Introduction to Comic Book Millennium 2016

Introduction to Comic Book Millennium 2016

Comic Book Millennium is a program that can keep track of your comic book collection. You can enter the comics that you have and know how many comics you have and which ones. It can print reports of your collection. It can also report on missing issues that are in your collection of a particular title.

It was first offered for sale in 1999 or 1998 by my previous company, Cole Software Technologies. I believe I created the concept of the run with breaks because none of the comic book inventory software that I tried throughout the 90s had it. It was maddening. It was the reason that I wrote the original software because I didn't want to enter all of my comics in the database having to either enter one at a time, or just add one run at a time. So I wrote the first Comic Book Millennium. It was written in dBASE.

Around 2003, I decided to rewrite it in C++. So that was the second version of the program. It had some issues because I was trying to keep everything on a single form and .Net was in its infancy. It didn't work so well.

So I wrote Comic Book Millennium 3, 4, 5 before finally releasing an actual version of it as Comic Book Millennium V. I was feeling nostalgic for Roman Numerals.

Then I rewrote it again with version 6. It was a return to the multiple windows way of doing things. That was in 2008.

Since then I have probably rewritten it around 10 times but haven't released any because it wasn't good enough until now. Now with this version it is written in C# and wpf. But I'm not going to call it a version number at least in the title.

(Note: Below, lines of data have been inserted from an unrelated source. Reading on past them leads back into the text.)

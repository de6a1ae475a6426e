// This Source Code Form is subject to the terms of the Mozilla Public
// License, v. 2.0. If a copy of the MPL was not distributed with this
// file, You can obtain one at http://mozilla.org/MPL/2.0/.

/*!
The catalogue: typed component records, a shared header for the component
and island-integrated variants, and a writer contract. Table serialization
formats other than JSON (CSV/VO/FITS-table/SQLite/region files) are external
collaborators.
 */

mod error;
mod writer;

pub use error::CatalogueError;
pub use writer::{CatalogueWriter, JsonWriter};

use serde::Serialize;

use crate::coord::{format_dms, format_hms, Frame};
use crate::detect::FitFlags;

/// One fitted Gaussian component. Column order matches §3/§6: it is fixed
/// and load-bearing for downstream tools.
#[derive(Clone, Debug, Serialize)]
pub struct OutputSource {
    pub island: i64,
    pub source: i64,
    pub background: f64,
    pub local_rms: f64,
    pub ra: f64,
    pub dec: f64,
    pub ra_str: String,
    pub dec_str: String,
    pub err_ra: f64,
    pub err_dec: f64,
    pub peak_flux: f64,
    pub err_peak_flux: f64,
    pub int_flux: f64,
    pub err_int_flux: f64,
    pub a: f64,
    pub err_a: f64,
    pub b: f64,
    pub err_b: f64,
    pub pa: f64,
    pub err_pa: f64,
    pub flags: u8,
}

/// A shared subset of fields, common to every catalogue record variant
/// (component or island-integrated).
pub trait CatalogueRecord {
    fn island(&self) -> i64;
    fn source(&self) -> i64;
    fn ra(&self) -> f64;
    fn dec(&self) -> f64;
    fn peak_flux(&self) -> f64;
    fn err_peak_flux(&self) -> f64;
    fn background(&self) -> f64;
    fn local_rms(&self) -> f64;
}

impl CatalogueRecord for OutputSource {
    fn island(&self) -> i64 {
        self.island
    }
    fn source(&self) -> i64 {
        self.source
    }
    fn ra(&self) -> f64 {
        self.ra
    }
    fn dec(&self) -> f64 {
        self.dec
    }
    fn peak_flux(&self) -> f64 {
        self.peak_flux
    }
    fn err_peak_flux(&self) -> f64 {
        self.err_peak_flux
    }
    fn background(&self) -> f64 {
        self.background
    }
    fn local_rms(&self) -> f64 {
        self.local_rms
    }
}

/// The island-integrated record (§4.7): same column set as [`OutputSource`],
/// with `source = -1`, peak taken as the island max, and an integrated flux
/// corrected for the flood-threshold's analytic flux loss.
#[derive(Clone, Debug, Serialize)]
pub struct IslandSource(pub OutputSource);

impl CatalogueRecord for IslandSource {
    fn island(&self) -> i64 {
        self.0.island
    }
    fn source(&self) -> i64 {
        self.0.source
    }
    fn ra(&self) -> f64 {
        self.0.ra
    }
    fn dec(&self) -> f64 {
        self.0.dec
    }
    fn peak_flux(&self) -> f64 {
        self.0.peak_flux
    }
    fn err_peak_flux(&self) -> f64 {
        self.0.err_peak_flux
    }
    fn background(&self) -> f64 {
        self.0.background
    }
    fn local_rms(&self) -> f64 {
        self.0.local_rms
    }
}

impl OutputSource {
    /// Build the sexagesimal display strings from `ra`/`dec`. Galactic-frame
    /// catalogues don't use these (`lon`/`lat` are plain degrees), so this
    /// is only ever called for equatorial output.
    pub fn with_sexagesimal(mut self) -> Self {
        self.ra_str = format_hms(self.ra);
        self.dec_str = format_dms(self.dec);
        self
    }
}

/// A run's accumulated catalogue: fitted components plus, optionally,
/// island-integrated records. Output order is a stable sort by
/// `(island, source)`, which is what makes multi-threaded runs
/// deterministic (§4.8, §8).
#[derive(Clone, Debug, Default)]
pub struct Catalogue {
    pub frame: Option<Frame>,
    pub components: Vec<OutputSource>,
    pub islands: Vec<IslandSource>,
}

impl Catalogue {
    pub fn new(frame: Frame) -> Self {
        Self {
            frame: Some(frame),
            components: Vec::new(),
            islands: Vec::new(),
        }
    }

    pub fn extend_components(&mut self, components: impl IntoIterator<Item = OutputSource>) {
        self.components.extend(components);
    }

    pub fn push_island(&mut self, island: IslandSource) {
        self.islands.push(island);
    }

    /// Sort components by `(island, source)`. Must be called before
    /// comparing catalogues produced by different worker counts.
    pub fn sort(&mut self) {
        self.components
            .sort_by_key(|c| (c.island, c.source));
        self.islands.sort_by_key(|i| (i.0.island, i.0.source));
    }
}
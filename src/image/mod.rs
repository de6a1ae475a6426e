// This Source Code Form is subject to the terms of the Mozilla Public
// License, v. 2.0. If a copy of the MPL was not distributed with this
// file, You can obtain one at http://mozilla.org/MPL/2.0/.

/*!
The image and its derived per-pixel statistics: background, rms, and
curvature maps.

[`Image`] is the only mutable-at-construction, immutable-after-load type in
the crate; everything downstream borrows it. FITS I/O is isolated behind the
[`FitsImageSource`] trait so the rest of the pipeline has no cfitsio calls in
it at all.
 */

mod background;
mod curvature;
mod error;
mod fits;

pub use background::estimate_background_rms;
pub use curvature::estimate_curvature;
pub use error::ImageError;
pub use fits::{write_fits_f32, FitsImageSource, FitsReader};

use ndarray::Array2;

/// A 2-D array of 32-bit flux values. Non-finite entries mark blanked
/// pixels and are preserved rather than filtered out, so array indices stay
/// aligned with sky position.
#[derive(Clone, Debug)]
pub struct Image {
    data: Array2<f32>,
}

impl Image {
    pub fn new(data: Array2<f32>) -> Self {
        Self { data }
    }

    pub fn data(&self) -> &Array2<f32> {
        &self.data
    }

    pub fn shape(&self) -> (usize, usize) {
        let d = self.data.dim();
        (d.0, d.1)
    }

    /// Pixel value at `[row, col]` = `[y, x]`.
    pub fn get(&self, y: usize, x: usize) -> f32 {
        self.data[[y, x]]
    }
}

/// Per-pixel background estimate, shape-equal to the parent image.
#[derive(Clone, Debug)]
pub struct BackgroundMap(pub(crate) Array2<f32>);

/// Per-pixel local noise estimate, shape-equal to the parent image. Strictly
/// positive, except `NaN` where the source tile had fewer than four finite
/// samples; a `NaN` there means "no detection possible at this pixel".
#[derive(Clone, Debug)]
pub struct RmsMap(pub(crate) Array2<f32>);

/// Discrete-Laplacian second-derivative map, shape-equal to the parent
/// image. Peaks have negative curvature.
#[derive(Clone, Debug)]
pub struct CurvatureMap(pub(crate) Array2<f32>);

macro_rules! impl_map_access {
    ($ty:ty) => {
        impl $ty {
            pub fn shape(&self) -> (usize, usize) {
                let d = self.0.dim();
                (d.0, d.1)
            }

            pub fn get(&self, y: usize, x: usize) -> f32 {
                self.0[[y, x]]
            }

            pub fn as_array(&self) -> &Array2<f32> {
                &self.0
            }
        }
    };
}

impl_map_access!(BackgroundMap);
impl_map_access!(RmsMap);
impl_map_access!(CurvatureMap);
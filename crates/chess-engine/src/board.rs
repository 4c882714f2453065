//! Board state: piece arena, square map, side to move, and ply.

use chess_core::{Color, File, MoveText, PieceKind, Rank, Square};
use std::fmt;

use crate::movegen::{self, attacks};
use crate::{GameStatus, Move, Piece, PieceId};

const BACK_ROW: [PieceKind; 8] = [
    PieceKind::Rook,
    PieceKind::Knight,
    PieceKind::Bishop,
    PieceKind::Queen,
    PieceKind::King,
    PieceKind::Bishop,
    PieceKind::Knight,
    PieceKind::Rook,
];

/// A chess position that is mutated in place.
///
/// The board is the single owner of every piece. Pieces live in an arena and
/// are referred to by [`PieceId`]; the square map points into the arena.
/// Captured pieces stay in the arena, off the square map, so that reversing
/// the capture puts the very same piece back.
///
/// Orientation is fixed by the *perspective* color, which sits on rows 6-7
/// and moves its pawns towards row 0. The other color sits on rows 0-1 and
/// moves its pawns towards row 7.
#[derive(Debug, Clone, PartialEq, Eq)]
pub struct Board {
    pub(crate) pieces: Vec<Piece>,
    pub(crate) squares: [Option<PieceId>; 64],
    pub(crate) side_to_move: Color,
    pub(crate) ply: u32,
    pub(crate) king_squares: [Square; 2],
    pub(crate) perspective: Color,
}

impl Board {
    /// Creates the standard starting position seen from `perspective`.
    pub fn new(perspective: Color) -> Self {
        let mut board = Board::empty(perspective, Color::White, 1);
        let top = perspective.opposite();
        for (col, &kind) in BACK_ROW.iter().enumerate() {
            let col = col as u8;
            board.place(kind, top, square(col, 0));
            board.place(PieceKind::Pawn, top, square(col, 1));
            board.place(PieceKind::Pawn, perspective, square(col, 6));
            board.place(kind, perspective, square(col, 7));
        }
        board.refresh_all_attacks();
        board
    }

    /// Creates the standard starting position with White at the bottom.
    pub fn startpos() -> Self {
        Board::new(Color::White)
    }

    /// A board with no pieces. Callers must place both kings before handing
    /// the board out.
    pub(crate) fn empty(perspective: Color, side_to_move: Color, ply: u32) -> Self {
        Board {
            pieces: Vec::with_capacity(40),
            squares: [None; 64],
            side_to_move,
            ply,
            king_squares: [Square::E1, Square::E8],
            perspective,
        }
    }

    /// Adds a new piece to the arena and puts it on `sq`.
    pub(crate) fn place(&mut self, kind: PieceKind, color: Color, sq: Square) -> PieceId {
        let id = PieceId(self.pieces.len() as u16);
        self.pieces.push(Piece::new(kind, color, sq));
        self.squares[sq.index() as usize] = Some(id);
        if kind == PieceKind::King {
            self.king_squares[color.index()] = sq;
        }
        id
    }

    /// Returns the piece on the square with this index; `None` for an empty
    /// square or an index outside 0-63.
    #[inline]
    pub fn get_piece(&self, index: usize) -> Option<&Piece> {
        let id = (*self.squares.get(index)?)?;
        Some(&self.pieces[id.index()])
    }

    /// Returns the piece standing on `sq`.
    #[inline]
    pub fn piece_at(&self, sq: Square) -> Option<&Piece> {
        self.piece_id_at(sq).map(|id| &self.pieces[id.index()])
    }

    /// Returns the id of the piece standing on `sq`.
    #[inline]
    pub fn piece_id_at(&self, sq: Square) -> Option<PieceId> {
        self.squares[sq.index() as usize]
    }

    /// Looks up a piece by id. Ids come from this board, so they are always
    /// in range.
    #[inline]
    pub fn piece(&self, id: PieceId) -> &Piece {
        &self.pieces[id.index()]
    }

    #[inline]
    pub(crate) fn piece_mut(&mut self, id: PieceId) -> &mut Piece {
        &mut self.pieces[id.index()]
    }

    #[inline]
    pub const fn side_to_move(&self) -> Color {
        self.side_to_move
    }

    /// Current ply, starting at 1 for White's first move.
    #[inline]
    pub const fn ply(&self) -> u32 {
        self.ply
    }

    /// The color sitting at the bottom of the board (rows 6-7).
    #[inline]
    pub const fn perspective(&self) -> Color {
        self.perspective
    }

    #[inline]
    pub const fn king_square(&self, color: Color) -> Square {
        self.king_squares[color.index()]
    }

    /// Pawn push direction for `color`: `-8` towards row 0, `+8` towards row 7.
    #[inline]
    pub fn forward(&self, color: Color) -> i8 {
        if color == self.perspective {
            -8
        } else {
            8
        }
    }

    /// The row a pawn of `color` promotes on.
    #[inline]
    pub fn promotion_row(&self, color: Color) -> u8 {
        if color == self.perspective {
            0
        } else {
            7
        }
    }

    /// The row the pawns of `color` start on.
    #[inline]
    pub fn pawn_row(&self, color: Color) -> u8 {
        if color == self.perspective {
            6
        } else {
            1
        }
    }

    /// The square the king of `color` starts on.
    #[inline]
    pub fn king_home(&self, color: Color) -> Square {
        let row = if color == self.perspective { 7 } else { 0 };
        square(4, row)
    }

    /// Ids of the pieces of `color` on the board, in ascending square order.
    pub fn piece_ids(&self, color: Color) -> impl Iterator<Item = PieceId> + '_ {
        self.squares
            .iter()
            .flatten()
            .copied()
            .filter(move |&id| self.pieces[id.index()].color == color)
    }

    /// Pieces of `color` on the board, in ascending square order.
    pub fn pieces(&self, color: Color) -> impl Iterator<Item = &Piece> + '_ {
        self.piece_ids(color).map(|id| &self.pieces[id.index()])
    }

    /// Ids of the pieces of `by` whose attack set contains `sq`.
    pub(crate) fn attackers(&self, by: Color, sq: Square) -> Vec<PieceId> {
        self.piece_ids(by)
            .filter(|&id| self.pieces[id.index()].attacks.contains(sq))
            .collect()
    }

    /// Returns true if any piece of `by` attacks `sq`.
    pub fn is_square_attacked(&self, by: Color, sq: Square) -> bool {
        self.pieces(by).any(|p| p.attacks.contains(sq))
    }

    /// All pieces of `by` attacking `sq`. Two or more on a king square is a
    /// double check.
    pub fn attacking_pieces(&self, by: Color, sq: Square) -> Vec<&Piece> {
        self.pieces(by).filter(|p| p.attacks.contains(sq)).collect()
    }

    pub fn is_king_in_check(&self, color: Color) -> bool {
        self.is_square_attacked(color.opposite(), self.king_square(color))
    }

    /// Returns true if `color` has at least one legal move. The king is tried
    /// first.
    pub fn has_legal_move(&self, color: Color) -> bool {
        let king = self.piece_id_at(self.king_square(color));
        if let Some(king) = king {
            if !movegen::legal_moves(self, king).is_empty() {
                return true;
            }
        }
        self.piece_ids(color)
            .filter(|&id| Some(id) != king)
            .any(|id| !movegen::legal_moves(self, id).is_empty())
    }

    pub fn is_checkmate(&self, color: Color) -> bool {
        self.is_king_in_check(color) && !self.has_legal_move(color)
    }

    pub fn is_stalemate(&self, color: Color) -> bool {
        !self.is_king_in_check(color) && !self.has_legal_move(color)
    }

    /// Whether the side to move is mated, stalemated, or can play on.
    pub fn status(&self) -> GameStatus {
        let us = self.side_to_move;
        if self.has_legal_move(us) {
            GameStatus::Ongoing
        } else if self.is_king_in_check(us) {
            GameStatus::Checkmate {
                winner: us.opposite(),
            }
        } else {
            GameStatus::Stalemate
        }
    }

    /// Legal moves of the piece on `sq`; empty when the square is empty.
    pub fn moves_from(&self, sq: Square) -> Vec<Move> {
        match self.piece_id_at(sq) {
            Some(id) => movegen::legal_moves(self, id),
            None => Vec::new(),
        }
    }

    /// Every legal move of the side to move. Pieces are visited in ascending
    /// square order.
    pub fn legal_moves(&self) -> Vec<Move> {
        self.piece_ids(self.side_to_move)
            .flat_map(|id| movegen::legal_moves(self, id))
            .collect()
    }

    /// Every pseudo-legal move of `color`: moves that respect blocking and
    /// board edges but may leave the own king in check.
    pub fn pseudo_legal_moves(&self, color: Color) -> Vec<Move> {
        self.piece_ids(color)
            .flat_map(|id| movegen::pseudo_legal_moves(self, id))
            .collect()
    }

    /// Finds the legal move matching `e2e4`-style notation.
    pub fn find_move(&self, notation: &str) -> Option<Move> {
        let text = MoveText::parse(notation)?;
        let piece = self.piece_at(text.from)?;
        if piece.color != self.side_to_move {
            return None;
        }
        self.moves_from(text.from)
            .into_iter()
            .find(|m| m.text() == text)
    }

    /// Recomputes the attack set of one piece.
    pub(crate) fn refresh_attacks(&mut self, id: PieceId) {
        let attacks = attacks::attacked_squares(self, self.piece(id));
        self.piece_mut(id).attacks = attacks;
    }

    /// Recomputes the attack sets of every slider on the board. Any move can
    /// open or close a ray, so this runs after every apply and reverse.
    pub(crate) fn refresh_slider_attacks(&mut self) {
        for index in 0..64 {
            if let Some(id) = self.squares[index] {
                if self.pieces[id.index()].is_slider() {
                    self.refresh_attacks(id);
                }
            }
        }
    }

    /// Recomputes every attack set on the board.
    pub(crate) fn refresh_all_attacks(&mut self) {
        for index in 0..64 {
            if let Some(id) = self.squares[index] {
                self.refresh_attacks(id);
            }
        }
    }
}

impl Default for Board {
    fn default() -> Self {
        Self::startpos()
    }
}

impl fmt::Display for Board {
    fn fmt(&self, f: &mut fmt::Formatter<'_>) -> fmt::Result {
        for row in 0..8u8 {
            write!(f, "{} ", 8 - row)?;
            for col in 0..8u8 {
                let c = self.piece_at(square(col, row)).map_or('.', Piece::fen_char);
                write!(f, "{} ", c)?;
            }
            writeln!(f)?;
        }
        write!(f, "  a b c d e f g h")
    }
}

/// Square from column and row that are known to be in range.
#[inline]
pub(crate) fn square(col: u8, row: u8) -> Square {
    Square::new(File::ALL[col as usize], Rank::ALL[row as usize])
}
//! Chess piece kinds.

use crate::vector;
use crate::Color;

/// The six kinds of chess pieces.
#[derive(Debug, Clone, Copy, PartialEq, Eq, Hash)]
#[repr(u8)]
pub enum PieceKind {
    Pawn = 0,
    Knight = 1,
    Bishop = 2,
    Rook = 3,
    Queen = 4,
    King = 5,
}

impl PieceKind {
    /// Kinds a pawn may promote to, in generation order.
    pub const PROMOTIONS: [PieceKind; 4] = [
        PieceKind::Queen,
        PieceKind::Rook,
        PieceKind::Bishop,
        PieceKind::Knight,
    ];

    /// Returns the index of this piece kind (0-5).
    #[inline]
    pub const fn index(self) -> usize {
        self as usize
    }

    /// Returns the lowercase letter used in FEN and move notation.
    ///
    /// The knight prints as `n` so it does not collide with the king.
    pub const fn letter(self) -> char {
        match self {
            PieceKind::Pawn => 'p',
            PieceKind::Knight => 'n',
            PieceKind::Bishop => 'b',
            PieceKind::Rook => 'r',
            PieceKind::Queen => 'q',
            PieceKind::King => 'k',
        }
    }

    /// Returns the FEN character for this piece with the given color.
    pub const fn to_fen_char(self, color: Color) -> char {
        let c = self.letter();
        match color {
            Color::White => c.to_ascii_uppercase(),
            Color::Black => c,
        }
    }

    /// Parses a FEN character into a piece kind and color.
    pub const fn from_fen_char(c: char) -> Option<(PieceKind, Color)> {
        let kind = match c.to_ascii_lowercase() {
            'p' => PieceKind::Pawn,
            'n' => PieceKind::Knight,
            'b' => PieceKind::Bishop,
            'r' => PieceKind::Rook,
            'q' => PieceKind::Queen,
            'k' => PieceKind::King,
            _ => return None,
        };
        Some((kind, Color::from_fen_case(c)))
    }

    /// Parses a lowercase or uppercase promotion letter.
    pub const fn from_promotion_char(c: char) -> Option<PieceKind> {
        match c.to_ascii_lowercase() {
            'q' => Some(PieceKind::Queen),
            'r' => Some(PieceKind::Rook),
            'b' => Some(PieceKind::Bishop),
            'n' => Some(PieceKind::Knight),
            _ => None,
        }
    }

    /// Returns true if this piece is a sliding piece (bishop, rook, or queen).
    #[inline]
    pub const fn is_slider(self) -> bool {
        matches!(self, PieceKind::Bishop | PieceKind::Rook | PieceKind::Queen)
    }

    /// Returns the ray directions of a sliding piece; empty for the others.
    pub const fn ray_vectors(self) -> &'static [i8] {
        match self {
            PieceKind::Bishop => &vector::DIAGONAL,
            PieceKind::Rook => &vector::ORTHOGONAL,
            PieceKind::Queen => &vector::QUEEN,
            _ => &[],
        }
    }

    /// Returns true if this piece slides along the given unit direction.
    #[inline]
    pub const fn slides_along(self, direction: i8) -> bool {
        match self {
            PieceKind::Bishop => vector::is_diagonal(direction),
            PieceKind::Rook => vector::is_orthogonal(direction),
            PieceKind::Queen => vector::is_diagonal(direction) || vector::is_orthogonal(direction),
            _ => false,
        }
    }
}

impl std::fmt::Display for PieceKind {
    fn fmt(&self, f: &mut std::fmt::Formatter<'_>) -> std::fmt::Result {
        let name = match self {
            PieceKind::Pawn => "Pawn",
            PieceKind::Knight => "Knight",
            PieceKind::Bishop => "Bishop",
            PieceKind::Rook => "Rook",
            PieceKind::Queen => "Queen",
            PieceKind::King => "King",
        };
        write!(f, "{}", name)
    }
}

#[cfg(test)]
mod tests {
    use super::*;

    #[test]
    fn piece_to_fen() {
        assert_eq!(PieceKind::Pawn.to_fen_char(Color::White), 'P');
        assert_eq!(PieceKind::Pawn.to_fen_char(Color::Black), 'p');
        assert_eq!(PieceKind::King.to_fen_char(Color::White), 'K');
        assert_eq!(PieceKind::Knight.to_fen_char(Color::Black), 'n');
    }

    #[test]
    fn piece_from_fen() {
        assert_eq!(
            PieceKind::from_fen_char('P'),
            Some((PieceKind::Pawn, Color::White))
        );
        assert_eq!(
            PieceKind::from_fen_char('q'),
            Some((PieceKind::Queen, Color::Black))
        );
        assert_eq!(PieceKind::from_fen_char('x'), None);
        assert_eq!(PieceKind::from_fen_char('1'), None);
    }

    #[test]
    fn promotion_letters() {
        assert_eq!(PieceKind::from_promotion_char('n'), Some(PieceKind::Knight));
        assert_eq!(PieceKind::from_promotion_char('Q'), Some(PieceKind::Queen));
        assert_eq!(PieceKind::from_promotion_char('k'), None);
        assert_eq!(PieceKind::from_promotion_char('p'), None);
        let letters: String = PieceKind::PROMOTIONS.iter().map(|k| k.letter()).collect();
        assert_eq!(letters, "qrbn");
    }

    #[test]
    fn sliders_and_lines() {
        assert!(!PieceKind::Pawn.is_slider());
        assert!(!PieceKind::King.is_slider());
        assert!(PieceKind::Queen.is_slider());

        assert!(PieceKind::Bishop.slides_along(-7));
        assert!(!PieceKind::Bishop.slides_along(8));
        assert!(PieceKind::Rook.slides_along(-1));
        assert!(!PieceKind::Rook.slides_along(9));
        assert!(PieceKind::Queen.slides_along(9) && PieceKind::Queen.slides_along(8));
        assert!(!PieceKind::Knight.slides_along(1));

        assert_eq!(PieceKind::Queen.ray_vectors().len(), 8);
        assert!(PieceKind::Knight.ray_vectors().is_empty());
    }
}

Instead I'm going with the year. This is Comic Book Millennium 2016. The version number is 7 simply because I don't remember how many versions I've written and trashed. 

You'll see a lot of influence with the Windows 8/10 modern applications with it. However, this is a desktop application. I like having more control over what the application can do and distributing it.

It also should work well with a touch monitor since the menu and buttons that control the program are set up in such a way that I think a touch interface would be nice. Of course, I'm writing it on a computer without a touch display so I might be completely wrong.